An ultrastructural study of connective tissue in mollusc integument III. Cephalopoda

We studied structure and ultrastructure of the subepidermal connective tissue (SEC) of the integument of three cephalopods (Sepia officinalis, Octopus vulgaris and Loligo pealii). In all species, three distinct regions of the SEC were recognised: (a) an outer zone (OZ) that included the dermal-epidermal junction, and consisted of a thin layer of connective tissue containing muscles, (b) an extensive middle zone (MZ) containing a compact network of collagen fibres and numerous cells, (c) an inner zone (IZ) of loose connective tissue that merged with muscular fascia. This arrangement differs from that in bivalves and gastropods and recalls vertebrate integument. The dermal-epidermal junction of cephalopods differed from that of bivalves, gastropods and mammals in that the epidermal cells did not possess hemidesmosomes, and their intermediate filaments terminated directly in the plasmamembrane. The thick (120-500 nm) basal membrane (BM) had a superficial zone containing a regular array of granules; a lamina densa composed of a compact network of small filaments and granules; and an IZ distinguished by expansions of granular material protruding into underlying structures. Collagen fibres contained fibroblast-derived cytoplasmic thread, running through their centres and were surrounded by granular material that joins them to adjacent fibres. The collagen fibrils were of medium diameter (30-80 nm) had the typical ultrastructure of fibrillar collagens, and were surrounded by abundant interfibrillar material. The hypodermis was loose, with a network of small bundles of collagen fibrils. Cephalopod integument appears to represent a major evolutionary step distinguishing this class of molluscs.     
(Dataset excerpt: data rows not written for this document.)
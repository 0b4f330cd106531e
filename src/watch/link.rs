//! Built-in link-state watcher.
//!
//! Polls the interface table on a fixed interval and records the watched
//! interface's up/running state into a [`LinkStore`].

use std::time::Duration;

use tokio::time::{self, MissedTickBehavior};

use crate::lifecycle::ShutdownSignal;
use crate::network::{InterfaceRecord, InterfaceSource};
use crate::store::LinkStore;
use crate::watch::watcher::{WatchError, Watcher};

pub struct LinkWatcher<S> {
    source: S,
    store: LinkStore,
    interval: Duration,
}

impl<S: InterfaceSource> LinkWatcher<S> {
    pub fn new(source: S, store: LinkStore, interval: Duration) -> Self {
        Self {
            source,
            store,
            interval,
        }
    }

    pub fn store(&self) -> &LinkStore {
        &self.store
    }

    fn sample(&self, iface: &InterfaceRecord) -> Result<(), WatchError> {
        let current = self.source.enumerate()?;
        let record = current
            .iter()
            .find(|r| r.name == iface.name)
            .ok_or_else(|| WatchError::Vanished(iface.name.clone()))?;
        self.store.record(record);
        Ok(())
    }
}

impl<S: InterfaceSource + 'static> Watcher for LinkWatcher<S> {
    async fn watch(&self, iface: &InterfaceRecord, mut stop: ShutdownSignal) -> Result<(), WatchError> {
        let mut ticker = time::interval(self.interval);
        ticker.set_missed_tick_behavior(MissedTickBehavior::Delay);

        loop {
            tokio::select! {
                biased;
                _ = stop.recv() => {
                    tracing::debug!(interface = %iface.name, "Stop observed, watcher exiting");
                    return Ok(());
                }
                _ = ticker.tick() => {
                    self.sample(iface)?;
                }
            }
        }
    }
}
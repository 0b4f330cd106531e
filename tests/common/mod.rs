//! Shared fixtures for integration tests.
#![allow(dead_code)]

use std::fs;
use std::io;
use std::path::PathBuf;
use std::sync::atomic::{AtomicI32, AtomicUsize, Ordering};
use std::sync::{Arc, Mutex};
use std::time::Duration;

use locutus::config::StatusConfig;
use locutus::lifecycle::{AppContext, ShutdownSignal};
use locutus::network::{EnumerationError, InterfaceFlags, InterfaceRecord, InterfaceSource};
use locutus::watch::{WatchError, Watcher};
use tempfile::TempDir;

pub const INTERFACES_TEMPLATE: &str =
    "{% for iface in interfaces %}{{ iface.name }};{% endfor %}";
pub const SITE_CSS: &str = "body { color: black; }";

/// Template and asset directories on disk.
pub struct Fixture {
    _dir: TempDir,
    pub templates: PathBuf,
    pub assets: PathBuf,
}

impl Fixture {
    pub fn new() -> Self {
        let dir = tempfile::tempdir().unwrap();
        let templates = dir.path().join("templates");
        let assets = dir.path().join("assets");
        fs::create_dir_all(&templates).unwrap();
        fs::create_dir_all(assets.join("css")).unwrap();

        fs::write(templates.join("interfaces.html"), INTERFACES_TEMPLATE).unwrap();
        fs::write(
            templates.join("links.html"),
            "{% for link in stores.links %}{{ link.name }}={{ link.samples }};{% endfor %}",
        )
        .unwrap();
        fs::write(templates.join("clock.html"), "{{ time_now() }}").unwrap();
        fs::write(templates.join("host.html"), "{{ local_hostname() }}").unwrap();
        fs::write(templates.join("broken.html"), "{{ missing.field }}").unwrap();
        fs::write(assets.join("css").join("site.css"), SITE_CSS).unwrap();

        Self {
            _dir: dir,
            templates,
            assets,
        }
    }

    pub fn status_config(&self) -> StatusConfig {
        StatusConfig {
            bind_host: "127.0.0.1".to_string(),
            port: 0,
            assets_dir: self.assets.clone(),
            templates_dir: self.templates.clone(),
            default_template: "interfaces.html".to_string(),
        }
    }
}

pub fn record(index: u32, name: &str) -> InterfaceRecord {
    InterfaceRecord::new(
        index,
        name,
        InterfaceFlags {
            up: true,
            running: true,
            ..Default::default()
        },
    )
}

pub fn records(names: &[&str]) -> Vec<InterfaceRecord> {
    names
        .iter()
        .enumerate()
        .map(|(i, name)| record(i as u32 + 1, name))
        .collect()
}

/// Fixed interface list.
pub struct StaticSource(pub Vec<InterfaceRecord>);

impl InterfaceSource for StaticSource {
    fn enumerate(&self) -> Result<Vec<InterfaceRecord>, EnumerationError> {
        Ok(self.0.clone())
    }
}

/// An OS query that always fails.
pub struct FailingSource;

impl InterfaceSource for FailingSource {
    fn enumerate(&self) -> Result<Vec<InterfaceRecord>, EnumerationError> {
        Err(EnumerationError::Query(io::Error::new(
            io::ErrorKind::PermissionDenied,
            "netlink denied",
        )))
    }
}

/// Behaviour is picked from the interface name prefix:
/// `panic-` panics, `err-` fails, `slow-` sleeps then succeeds, anything
/// else waits for the stop signal.
#[derive(Default)]
pub struct ScriptedWatcher {
    pub started: AtomicUsize,
    pub finished: AtomicUsize,
    pub seen: Mutex<Vec<String>>,
}

impl Watcher for ScriptedWatcher {
    async fn watch(&self, iface: &InterfaceRecord, mut stop: ShutdownSignal) -> Result<(), WatchError> {
        self.started.fetch_add(1, Ordering::SeqCst);
        self.seen.lock().unwrap().push(iface.name.clone());

        let result = if iface.name.starts_with("panic-") {
            panic!("watcher for {} exploded", iface.name);
        } else if iface.name.starts_with("err-") {
            Err(WatchError::Other(format!("capture failed on {}", iface.name)))
        } else if iface.name.starts_with("slow-") {
            tokio::time::sleep(Duration::from_millis(80)).await;
            Ok(())
        } else {
            stop.recv().await;
            Ok(())
        };

        self.finished.fetch_add(1, Ordering::SeqCst);
        result
    }
}

/// Context whose fatal path records the exit code instead of exiting.
pub fn recording_context() -> (AppContext, Arc<AtomicI32>) {
    let code = Arc::new(AtomicI32::new(-1));
    let seen = code.clone();
    let ctx = AppContext::with_exit_hook(Arc::new(move |c| seen.store(c, Ordering::SeqCst)));
    (ctx, code)
}

/// In-memory log sink for scoped subscribers.
#[derive(Clone, Default)]
pub struct LogCapture(Arc<Mutex<Vec<u8>>>);

impl LogCapture {
    pub fn contents(&self) -> String {
        String::from_utf8_lossy(&self.0.lock().unwrap()).into_owned()
    }

    pub fn subscriber(&self) -> impl tracing::Subscriber + Send + Sync {
        let writer = self.clone();
        tracing_subscriber::fmt()
            .with_ansi(false)
            .with_writer(move || writer.clone())
            .finish()
    }
}

impl io::Write for LogCapture {
    fn write(&mut self, buf: &[u8]) -> io::Result<usize> {
        self.0.lock().unwrap().extend_from_slice(buf);
        Ok(buf.len())
    }

    fn flush(&mut self) -> io::Result<()> {
        Ok(())
    }
}
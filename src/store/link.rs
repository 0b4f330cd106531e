//! Link-state store fed by the built-in link watcher.

use std::sync::Arc;

use chrono::{DateTime, Utc};
use dashmap::DashMap;
use serde::Serialize;
use serde_json::Value;

use crate::network::InterfaceRecord;
use crate::store::StateStore;

/// What has been seen of one interface so far.
#[derive(Debug, Clone, Serialize)]
pub struct LinkObservation {
    pub name: String,
    pub up: bool,
    pub running: bool,
    /// Number of samples recorded.
    pub samples: u64,
    /// Number of up/running changes between consecutive samples.
    pub transitions: u64,
    pub first_seen: DateTime<Utc>,
    pub last_seen: DateTime<Utc>,
}

/// Concurrent map of interface name to latest observation.
#[derive(Debug, Clone, Default)]
pub struct LinkStore {
    inner: Arc<DashMap<String, LinkObservation>>,
}

impl LinkStore {
    pub fn new() -> Self {
        Self::default()
    }

    /// Record a fresh sample of `record`.
    pub fn record(&self, record: &InterfaceRecord) {
        let now = Utc::now();
        let up = record.flags.up;
        let running = record.flags.running;

        self.inner
            .entry(record.name.clone())
            .and_modify(|obs| {
                if obs.up != up || obs.running != running {
                    obs.transitions += 1;
                    tracing::info!(
                        interface = %record.name,
                        up,
                        running,
                        "Link state changed"
                    );
                }
                obs.up = up;
                obs.running = running;
                obs.samples += 1;
                obs.last_seen = now;
            })
            .or_insert_with(|| LinkObservation {
                name: record.name.clone(),
                up,
                running,
                samples: 1,
                transitions: 0,
                first_seen: now,
                last_seen: now,
            });
    }

    pub fn get(&self, name: &str) -> Option<LinkObservation> {
        self.inner.get(name).map(|e| e.value().clone())
    }

    pub fn len(&self) -> usize {
        self.inner.len()
    }

    pub fn is_empty(&self) -> bool {
        self.inner.is_empty()
    }

    /// All observations, sorted by interface name.
    pub fn all(&self) -> Vec<LinkObservation> {
        let mut all: Vec<LinkObservation> = self.inner.iter().map(|e| e.value().clone()).collect();
        all.sort_by(|a, b| a.name.cmp(&b.name));
        all
    }
}

impl StateStore for LinkStore {
    fn name(&self) -> &str {
        "links"
    }

    fn snapshot(&self) -> Value {
        serde_json::to_value(self.all()).unwrap_or(Value::Null)
    }
}

#[cfg(test)]
mod tests {
    use super::*;
    use crate::network::InterfaceFlags;

    fn record(name: &str, up: bool) -> InterfaceRecord {
        InterfaceRecord::new(
            1,
            name,
            InterfaceFlags {
                up,
                running: up,
                ..Default::default()
            },
        )
    }

    #[test]
    fn test_record_counts_samples_and_transitions() {
        let store = LinkStore::new();
        store.record(&record("eth0", true));
        store.record(&record("eth0", true));
        store.record(&record("eth0", false));
        store.record(&record("eth0", true));

        let obs = store.get("eth0").unwrap();
        assert_eq!(obs.samples, 4);
        assert_eq!(obs.transitions, 2);
        assert!(obs.up);
        assert!(obs.last_seen >= obs.first_seen);
    }

    #[test]
    fn test_snapshot_sorted_by_name() {
        let store = LinkStore::new();
        store.record(&record("wlan0", true));
        store.record(&record("eth0", false));
        store.record(&record("lo", true));

        let snap = store.snapshot();
        let names: Vec<&str> = snap
            .as_array()
            .unwrap()
            .iter()
            .map(|o| o["name"].as_str().unwrap())
            .collect();
        assert_eq!(names, vec!["eth0", "lo", "wlan0"]);
        assert_eq!(store.name(), "links");
    }

    #[test]
    fn test_clones_share_state() {
        let store = LinkStore::new();
        let writer = store.clone();
        writer.record(&record("eth0", true));
        assert_eq!(store.len(), 1);
    }
}
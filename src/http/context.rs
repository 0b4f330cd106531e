//! Per-request render context.

use serde::Serialize;
use serde_json::{Map, Value};

use crate::network::InterfaceRecord;
use crate::store::StoreSet;

/// Everything a template can see.
///
/// Built fresh for every request from the interface snapshot and the current
/// contents of each registered store.
#[derive(Debug, Serialize)]
pub struct RenderContext<'a> {
    pub interfaces: &'a [InterfaceRecord],
    pub stores: Map<String, Value>,
    /// Name of the template being rendered.
    pub template: &'a str,
}

impl<'a> RenderContext<'a> {
    pub fn capture(interfaces: &'a [InterfaceRecord], stores: &StoreSet, template: &'a str) -> Self {
        Self {
            interfaces,
            stores: stores.snapshot(),
            template,
        }
    }
}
An ultrastructural study of connective tissue in mollusc integument: II. Gastropoda

We studied the ultrastructure of the subepidermal connective tissue (SEC) in different zones of the integument in terrestrial, marine and freshwater gastropods (eight species). In all cases, the SEC was a layer of loose connective tissue between the basal membrane (BM) of the epidermis and the connective tissue of the deeper muscle layers. It was of monotonous structure and not differentiated into layers such as are found in mammalian dermis. The extracellular matrix (ECM) consisted of a network of collagen fibrils of variable diameter, with abundant anchoring devices and proteoglycans. In six species, variables quantities of haemocyanin were present within haemocoelic sinuses present in the SEC. The thickness and density of the BM varied from species to species, as well as within species in the various zones of integument. The ultrastructure of the lamina densa (LD) was indistinguishable from that of BM in bivalves and similar to that in mammals, although basotubules and double pegs were absent. An irregularly spaced lamina lucida was usually present and was often shot thorough with filaments and small protrusions of the LD that connected with epithelial plasma membrane or with hemidesmosomes. A lamina fibroreticularis was not present. LD protrusions characterize the connection between BM and the ECM of SEC. In the terrestrial gastropods, a spongy matrix with ultrastructure closely similar to LD occupied large tracts of the SEC. In the mantle region of Arion rufus, the integumental SEC contained large cavities filled with spherical concretions, probably representing rudiments of a shell. In the mantle where the integument contained abundant muscle fibres, the BM was thick and directly connected to the ECM of the SEC which consisted of compact laminae of collagen fibrils with abundant anchoring devices. Along the edge of the foot of Patella ulyssiponensis, the SEC contained a layer of paramyosinic muscle fibres adhering to the epidermis. No differences or gradations in integumental SEC structure could be related to the phylogenetic position of the species examined.     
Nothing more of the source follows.